On The Measure Of Intelligence

ChatGPT was recently released and has been taking the world by storm. In the online space, there is much discussion about whether we are close to general purpose AI. There is no doubt that better and more capable models (e.g. GPT-4) will soon be released, which will overcome the flaws of its predecessors.

In that light, I thought it prudent to revisit the definition of intelligence, as well as ways to measure intelligence across human and machine systems.

One of the most pertinent papers on this topic I have come across is On The Measure of Intelligence, published in 2019 by Francois Chollet (the author of Deep Learning with Python). Many of its ideas are still relevant, especially regarding what really constitutes intelligence. In this blog post, I summarize the key ideas in the paper:

The intelligence of a system is a measure of its skill-acquisition efficiency over a scope of tasks, with respect to priors, experience and generalization difficulty.
Skill is the output of intelligence.

Part 1: Context and History

Current intelligence systems are brittle, data-intensive and fail to generalize across tasks. This is because we do not have a clear goal definition and/or benchmark for intelligence of which to guide research against. Common-sense definitions such as the Turing Test are not objective (in fact, the Turing Test was meant as an argumentative device in a philosophical discussion, not as a literal measure of intelligence), and cannot serve as a reliable benchmark in measuring our progress toward AI. In order to progress further, we need to develop measures of intelligence that are precise, quantitative and in particular, human-like.

The AI Effect

Every time progress toward AI is made, we shift goalposts. Whenever a machine is made which can beat humans at checkers, chess, or DotA 2, there are no shortage of critics who argue that what is being shown is not intelligence. Similarly, when we understand how a machine does something intelligent, it ceases to be regarded as intelligent. However, if a human were to become exceptionally good at say, chess or DotA 2, we would safely assume they are intelligent. This has been dubbed the AI Effect.

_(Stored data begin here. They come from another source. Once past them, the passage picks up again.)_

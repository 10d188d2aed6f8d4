//! Source fingerprinting with an mtime fast path.
//!
//! Freshness is decided by content hashes only. File metadata is consulted
//! first: when every input still has the length and modification time that
//! was recorded at the last commit, the recorded content hash is reused
//! without reading the files. Inputs modified within [`RACY_WINDOW`] of the
//! moment they were stamped are always rehashed, since a same-length rewrite
//! inside one timestamp tick would otherwise go unnoticed.

use std::path::{Path, PathBuf};
use std::time::{Duration, SystemTime, UNIX_EPOCH};

use cload_common::{ContentHash, FingerprintHasher};
use serde::{Deserialize, Serialize};

use crate::error::CacheError;
use crate::record::CacheRecord;

/// Inputs whose mtime is this close to the stamp time are never trusted.
pub const RACY_WINDOW: Duration = Duration::from_secs(2);

/// A filesystem timestamp with nanosecond precision.
#[derive(Clone, Copy, Debug, PartialEq, Eq, PartialOrd, Ord, Serialize, Deserialize)]
pub struct Timestamp {
    /// Seconds since the Unix epoch.
    pub secs: u64,
    /// Sub-second nanoseconds.
    pub nanos: u32,
}

impl Timestamp {
    /// The current time.
    pub fn now() -> Self {
        Self::from_system(SystemTime::now())
    }

    /// Converts a `SystemTime`, clamping pre-epoch times to zero.
    pub fn from_system(t: SystemTime) -> Self {
        let d = t.duration_since(UNIX_EPOCH).unwrap_or_default();
        Self {
            secs: d.as_secs(),
            nanos: d.subsec_nanos(),
        }
    }

    fn as_duration(self) -> Duration {
        Duration::new(self.secs, self.nanos)
    }
}

/// Length and modification time of one build input.
#[derive(Clone, Debug, PartialEq, Eq, Serialize, Deserialize)]
pub struct InputStamp {
    /// Path of the input.
    pub path: PathBuf,
    /// Length in bytes.
    pub len: u64,
    /// Last modification time.
    pub mtime: Timestamp,
}

/// Result of fingerprinting the inputs of a unit.
#[derive(Clone, Debug, PartialEq, Eq)]
pub struct SourceStamp {
    /// Hash over the bytes of every input, in order.
    pub content: ContentHash,
    /// Metadata of every input.
    pub inputs: Vec<InputStamp>,
    /// When the stamp was taken.
    pub stamped_at: Timestamp,
    /// `false` when the hash was reused from the prior record.
    pub rehashed: bool,
}

/// Utility for fingerprinting build inputs.
pub struct SourceHasher;

impl SourceHasher {
    /// Reads the metadata of one input.
    pub fn stamp(path: &Path) -> Result<InputStamp, CacheError> {
        let meta = std::fs::metadata(path).map_err(|e| CacheError::io(path, e))?;
        let mtime = meta.modified().map_err(|e| CacheError::io(path, e))?;
        Ok(InputStamp {
            path: path.to_path_buf(),
            len: meta.len(),
            mtime: Timestamp::from_system(mtime),
        })
    }

    /// Hashes the bytes of every input, in order.
    pub fn hash_inputs(paths: &[PathBuf]) -> Result<ContentHash, CacheError> {
        let mut hasher = FingerprintHasher::new();
        hasher.field((paths.len() as u64).to_le_bytes());
        for path in paths {
            let content = std::fs::read(path).map_err(|e| CacheError::io(path, e))?;
            hasher.field(&content);
        }
        Ok(hasher.finish())
    }

    /// Fingerprints `inputs`, reusing the content hash of `prior` when the
    /// metadata of every input is unchanged and old enough to be trusted.
    pub fn fingerprint(
        inputs: &[PathBuf],
        prior: Option<&CacheRecord>,
    ) -> Result<SourceStamp, CacheError> {
        let stamped_at = Timestamp::now();
        let stamps = inputs
            .iter()
            .map(|p| Self::stamp(p))
            .collect::<Result<Vec<_>, _>>()?;

        if let Some(prior) = prior {
            if Self::stamps_trusted(&stamps, prior) {
                return Ok(SourceStamp {
                    content: prior.fingerprint.content,
                    inputs: stamps,
                    stamped_at,
                    rehashed: false,
                });
            }
        }

        Ok(SourceStamp {
            content: Self::hash_inputs(inputs)?,
            inputs: stamps,
            stamped_at,
            rehashed: true,
        })
    }

    fn stamps_trusted(current: &[InputStamp], prior: &CacheRecord) -> bool {
        let horizon = prior.stamped_at.as_duration();
        current.len() == prior.inputs.len()
            && current.iter().zip(&prior.inputs).all(|(now, then)| {
                now == then && now.mtime.as_duration() + RACY_WINDOW <= horizon
            })
    }
}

Even though such machines might do some things as well as we do them, or perhaps even better, they would inevitably fail in others, which would reveal they were acting not through understanding, but only from the disposition of their organs.
Rene Descartes, 1637

Francois suggests that there is an anthropocentric assumption at play here. As humans, we are only able to display high skill at a task if we able to acquire skills efficiently in general, which is actually what intelligence is. The AI Effect is therefore the result of conflating skill (the artifact, or crystallized form of intelligence, in the form of a program), with intelligence (the property displayed by the researchers in creating such a program, and what people are really looking for).

Psychometric Testing

Raven's Progressive Matrices, used in psychometric testing

The field of psychometric testing has provided several principles regarding measuring intelligence. One of them is that abilities are measured, rather than task-specific skills. An ability is an abstract construct as opposed to a directly measurable, objective property of an individual mind, such as a score on a specific test. Such abilities may include reading, writing, or mathematics. Abilities form the basis of skill across a wide range of tasks, including tasks which were previously unknown to both the system and developer. Such abilities are measured using broad batteries of test tak rather than any single task, and the tasks are previously unknown to the test-taker. This approach is highly relevant to AI evaluation.

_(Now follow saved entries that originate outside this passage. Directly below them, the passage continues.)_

//! Error types for configuration loading and validation.

use cload_common::ParseRoleError;

/// Errors that can occur when loading or validating loader configuration.
#[derive(Debug, thiserror::Error)]
pub enum ConfigError {
    /// An I/O error occurred while reading a configuration file.
    #[error("failed to read configuration: {0}")]
    IoError(#[from] std::io::Error),

    /// The TOML content could not be parsed.
    #[error("failed to parse configuration: {0}")]
    ParseError(String),

    /// No compilation role was selected by the environment or the file.
    #[error("no compilation role selected: set CLOAD_ROLE or loader.role")]
    MissingRole,

    /// The selected compilation role is not one of the known roles.
    #[error(transparent)]
    UnknownRole(#[from] ParseRoleError),

    /// A configuration value failed validation.
    #[error("validation error: {0}")]
    ValidationError(String),
}

#[cfg(test)]
mod tests {
    use super::*;

    #[test]
    fn display_missing_role() {
        let err = ConfigError::MissingRole;
        assert!(format!("{err}").contains("CLOAD_ROLE"));
    }

    #[test]
    fn display_unknown_role() {
        let err = ConfigError::UnknownRole(ParseRoleError("fast".to_string()));
        assert!(format!("{err}").starts_with("unknown compilation role 'fast'"));
    }

    #[test]
    fn display_parse_error() {
        let err = ConfigError::ParseError("expected '=' at line 3".to_string());
        assert_eq!(
            format!("{err}"),
            "failed to parse configuration: expected '=' at line 3"
        );
    }

    #[test]
    fn display_io_error() {
        let io_err = std::io::Error::new(std::io::ErrorKind::NotFound, "file not found");
        let err = ConfigError::IoError(io_err);
        assert!(format!("{err}").starts_with("failed to read configuration:"));
    }
}
//! Fingerprints and build-attempt identifiers.

use std::fmt;
use std::sync::atomic::{AtomicU64, Ordering};
use std::time::{SystemTime, UNIX_EPOCH};

use serde::{Deserialize, Serialize};

use crate::hash::{ContentHash, FingerprintHasher};
use crate::unit::UnitIdentity;

/// The pair of hashes that decides whether a cached artifact is valid.
///
/// A cache entry is fresh if and only if its stored fingerprint equals the
/// fingerprint computed for the current import attempt.
#[derive(Clone, Copy, Debug, PartialEq, Eq, Hash, Serialize, Deserialize)]
pub struct Fingerprint {
    /// Hash of the source bytes (and sidecar bytes, when present).
    pub content: ContentHash,
    /// Hash of compiler identity, flags, role and role options.
    pub toolchain: ContentHash,
}

impl Fingerprint {
    /// Combines the fingerprint with a unit identity into the cache key that
    /// names the committed artifact.
    pub fn cache_key(&self, identity: &UnitIdentity) -> ContentHash {
        FingerprintHasher::new()
            .hash(&identity.key())
            .hash(&self.content)
            .hash(&self.toolchain)
            .finish()
    }
}

static ATTEMPT_SEQ: AtomicU64 = AtomicU64::new(0);

/// Identifier of one build attempt, unique within the machine for practical
/// purposes: `<unix-millis>-<pid>-<seq>`.
#[derive(Clone, Debug, PartialEq, Eq, Hash, Serialize, Deserialize)]
pub struct AttemptId(String);

impl AttemptId {
    /// Allocates a new attempt identifier.
    pub fn next() -> Self {
        let millis = SystemTime::now()
            .duration_since(UNIX_EPOCH)
            .map(|d| d.as_millis())
            .unwrap_or(0);
        let seq = ATTEMPT_SEQ.fetch_add(1, Ordering::Relaxed);
        Self(format!("{millis}-{}-{seq}", std::process::id()))
    }

    /// Wraps an existing identifier (e.g. one parsed from a transcript).
    pub fn from_raw(raw: impl Into<String>) -> Self {
        Self(raw.into())
    }

    /// Returns the identifier text.
    pub fn as_str(&self) -> &str {
        &self.0
    }
}

impl fmt::Display for AttemptId {
    fn fmt(&self, f: &mut fmt::Formatter<'_>) -> fmt::Result {
        f.write_str(&self.0)
    }
}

However, certain aspects of psychometric testing, having been designed with an anthropocentric bias, should be discarded. For example, the exact number and taxonomy of human cognitive abilities, being unknown, should not be used as a template for artificial cognitive architectures (at most, as a guide). Additionally, certain abilities measured by psychometric tests, such as reading and writing, are in reality multi-purpose skills acquired from experience, and should not be tested.

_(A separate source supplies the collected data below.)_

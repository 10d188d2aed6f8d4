//! Per-unit transcript log of build attempts.
//!
//! Every build attempt, successful or not, appends one entry holding the
//! command lines and the combined output of the toolchain. The log is kept
//! independent of cache validity so failures can be inspected after the
//! fact. Older attempts are rotated out once more than `retain` entries
//! exist; the most recent attempt is always retained.
//!
//! Recorded lines that would read as an entry header are escaped with a
//! leading backslash, and one backslash is removed again when reading, so
//! tool output can never split an entry. Rotation only replaces the log
//! when nothing was appended to it since it was read.

use std::fmt;
use std::io::Write;
use std::path::{Path, PathBuf};

use cload_common::AttemptId;

use crate::error::CacheError;

const ENTRY_PREFIX: &str = "##### cload attempt ";
const ENTRY_SUFFIX: &str = " #####";
const ESCAPE: char = '\\';

/// Reference to one attempt inside a transcript log.
#[derive(Clone, Debug, PartialEq, Eq)]
pub struct TranscriptRef {
    /// Path of the transcript log.
    pub path: PathBuf,
    /// Attempt recorded in the log.
    pub attempt: AttemptId,
}

impl fmt::Display for TranscriptRef {
    fn fmt(&self, f: &mut fmt::Formatter<'_>) -> fmt::Result {
        write!(f, "{}#{}", self.path.display(), self.attempt)
    }
}

/// One attempt read back from a transcript log.
#[derive(Clone, Debug, PartialEq, Eq)]
pub struct TranscriptEntry {
    /// The attempt identifier.
    pub attempt: AttemptId,
    /// The recorded text.
    pub text: String,
}

/// Append-only transcript log for one unit.
pub struct TranscriptLog {
    path: PathBuf,
    retain: usize,
}

impl TranscriptLog {
    /// Opens (lazily) the log at `path`, keeping at most `retain` attempts.
    pub fn new(path: impl Into<PathBuf>, retain: usize) -> Self {
        Self {
            path: path.into(),
            retain: retain.max(1),
        }
    }

    /// Path of the log file.
    pub fn path(&self) -> &Path {
        &self.path
    }

    /// Appends the text of one attempt and rotates old attempts out.
    pub fn record(&self, attempt: &AttemptId, text: &str) -> Result<TranscriptRef, CacheError> {
        if let Some(parent) = self.path.parent() {
            std::fs::create_dir_all(parent).map_err(|e| CacheError::io(parent, e))?;
        }
        let mut file = std::fs::OpenOptions::new()
            .create(true)
            .append(true)
            .open(&self.path)
            .map_err(|e| CacheError::io(&self.path, e))?;

        let mut entry = format!("{ENTRY_PREFIX}{attempt}{ENTRY_SUFFIX}\n");
        for line in text.split_inclusive('\n') {
            if is_escaped_header(line) {
                entry.push(ESCAPE);
            }
            entry.push_str(line);
        }
        if !entry.ends_with('\n') {
            entry.push('\n');
        }
        file.write_all(entry.as_bytes())
            .map_err(|e| CacheError::io(&self.path, e))?;
        drop(file);

        self.rotate()?;
        Ok(TranscriptRef {
            path: self.path.clone(),
            attempt: attempt.clone(),
        })
    }

    /// Returns the most recent attempt, if any was recorded.
    pub fn read(&self) -> Result<Option<TranscriptEntry>, CacheError> {
        Ok(self.read_all()?.pop())
    }

    /// Returns the recorded text of a specific attempt.
    pub fn read_attempt(&self, attempt: &AttemptId) -> Result<Option<String>, CacheError> {
        Ok(self
            .read_all()?
            .into_iter()
            .find(|e| &e.attempt == attempt)
            .map(|e| e.text))
    }

    /// Returns every retained attempt, oldest first.
    pub fn read_all(&self) -> Result<Vec<TranscriptEntry>, CacheError> {
        let Some(raw) = self.read_raw()? else {
            return Ok(Vec::new());
        };
        Ok(split_entries(&raw)
            .into_iter()
            .map(|(attempt, body)| TranscriptEntry {
                attempt: AttemptId::from_raw(attempt),
                text: unescape(body),
            })
            .collect())
    }

    fn read_raw(&self) -> Result<Option<String>, CacheError> {
        match std::fs::read(&self.path) {
            Ok(raw) => Ok(Some(String::from_utf8_lossy(&raw).into_owned())),
            Err(e) if e.kind() == std::io::ErrorKind::NotFound => Ok(None),
            Err(e) => Err(CacheError::io(&self.path, e)),
        }
    }

    fn rotate(&self) -> Result<(), CacheError> {
        let raw = std::fs::read(&self.path).map_err(|e| CacheError::io(&self.path, e))?;
        let content = String::from_utf8_lossy(&raw);
        let entries = split_entries(&content);
        if entries.len() <= self.retain {
            return Ok(());
        }
        let keep = &entries[entries.len() - self.retain..];
        let mut rotated = String::new();
        for (attempt, body) in keep {
            rotated.push_str(ENTRY_PREFIX);
            rotated.push_str(attempt);
            rotated.push_str(ENTRY_SUFFIX);
            rotated.push('\n');
            rotated.push_str(body);
        }
        let tmp = self
            .path
            .with_extension(format!("log.{}.tmp", std::process::id()));
        std::fs::write(&tmp, rotated).map_err(|e| CacheError::io(&tmp, e))?;

        // Another process appended meanwhile; leave rotation to the next
        // record rather than drop its entry.
        let len = std::fs::metadata(&self.path)
            .map_err(|e| CacheError::io(&self.path, e))?
            .len();
        if len != raw.len() as u64 {
            log::debug!(
                "transcript {} grew during rotation, keeping it whole",
                self.path.display()
            );
            std::fs::remove_file(&tmp).map_err(|e| CacheError::io(&tmp, e))?;
            return Ok(());
        }
        std::fs::rename(&tmp, &self.path).map_err(|e| CacheError::io(&self.path, e))?;
        log::debug!(
            "rotated transcript {} to {} attempts",
            self.path.display(),
            keep.len()
        );
        Ok(())
    }
}

fn parse_header(line: &str) -> Option<&str> {
    line.trim_end_matches(['\n', '\r'])
        .strip_prefix(ENTRY_PREFIX)?
        .strip_suffix(ENTRY_SUFFIX)
}

/// A header line behind any number of escapes, including none.
fn is_escaped_header(line: &str) -> bool {
    parse_header(line.trim_start_matches(ESCAPE)).is_some()
}

/// Splits raw log content into `(attempt, escaped body)` pairs.
fn split_entries(content: &str) -> Vec<(&str, String)> {
    let mut entries: Vec<(&str, String)> = Vec::new();
    for line in content.split_inclusive('\n') {
        if let Some(id) = parse_header(line) {
            entries.push((id, String::new()));
        } else if let Some((_, body)) = entries.last_mut() {
            body.push_str(line);
        }
    }
    entries
}

fn unescape(body: String) -> String {
    if !body.contains(ESCAPE) {
        return body;
    }
    let mut text = String::with_capacity(body.len());
    for line in body.split_inclusive('\n') {
        match line.strip_prefix(ESCAPE) {
            Some(rest) if is_escaped_header(rest) => text.push_str(rest),
            _ => text.push_str(line),
        }
    }
    text
}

Problems with current benchmarks

Obstacle Tower. Deep RL methods fail to produce agents capable of performing near human level.

Most benchmarks, in particular for deep learning, do not formally assess robustness and/or quantify generalization, and can be solved via 'shortcuts' (such as surface textures in the case of computer vision, rather than semantic content as is desired) which result in poor generalizability and brittleness. Even attempts at broadening task-specific benchmarks by including multiple tasks, such as testing Reinforcement Learning (RL) systems on previously unseen game levels (e.g. CoinRun, Obstacle Tower), are still only looking at task-specific local generalization, as these are samples from the same distribution the system was trained on, rather than a completely new task.

Part 2: A New Perspective

In the 1970s, it was believed that solving the game of chess would require "forms of reasoning and search and complex perceptual and memorial processes. [...] it also involves planning, evaluation, means-ends analysis and redifinition of the situation, as well as several varieties of learning [...]". Two decades later, when IBM's DeepBlue beat Garry Kasparov, researchers realized that building an artificial chess champion had not actually taught them anything about human cognition. The knowledge of chess-playing, believed to require so many of the abilities above, could not generalize to anything other than chess.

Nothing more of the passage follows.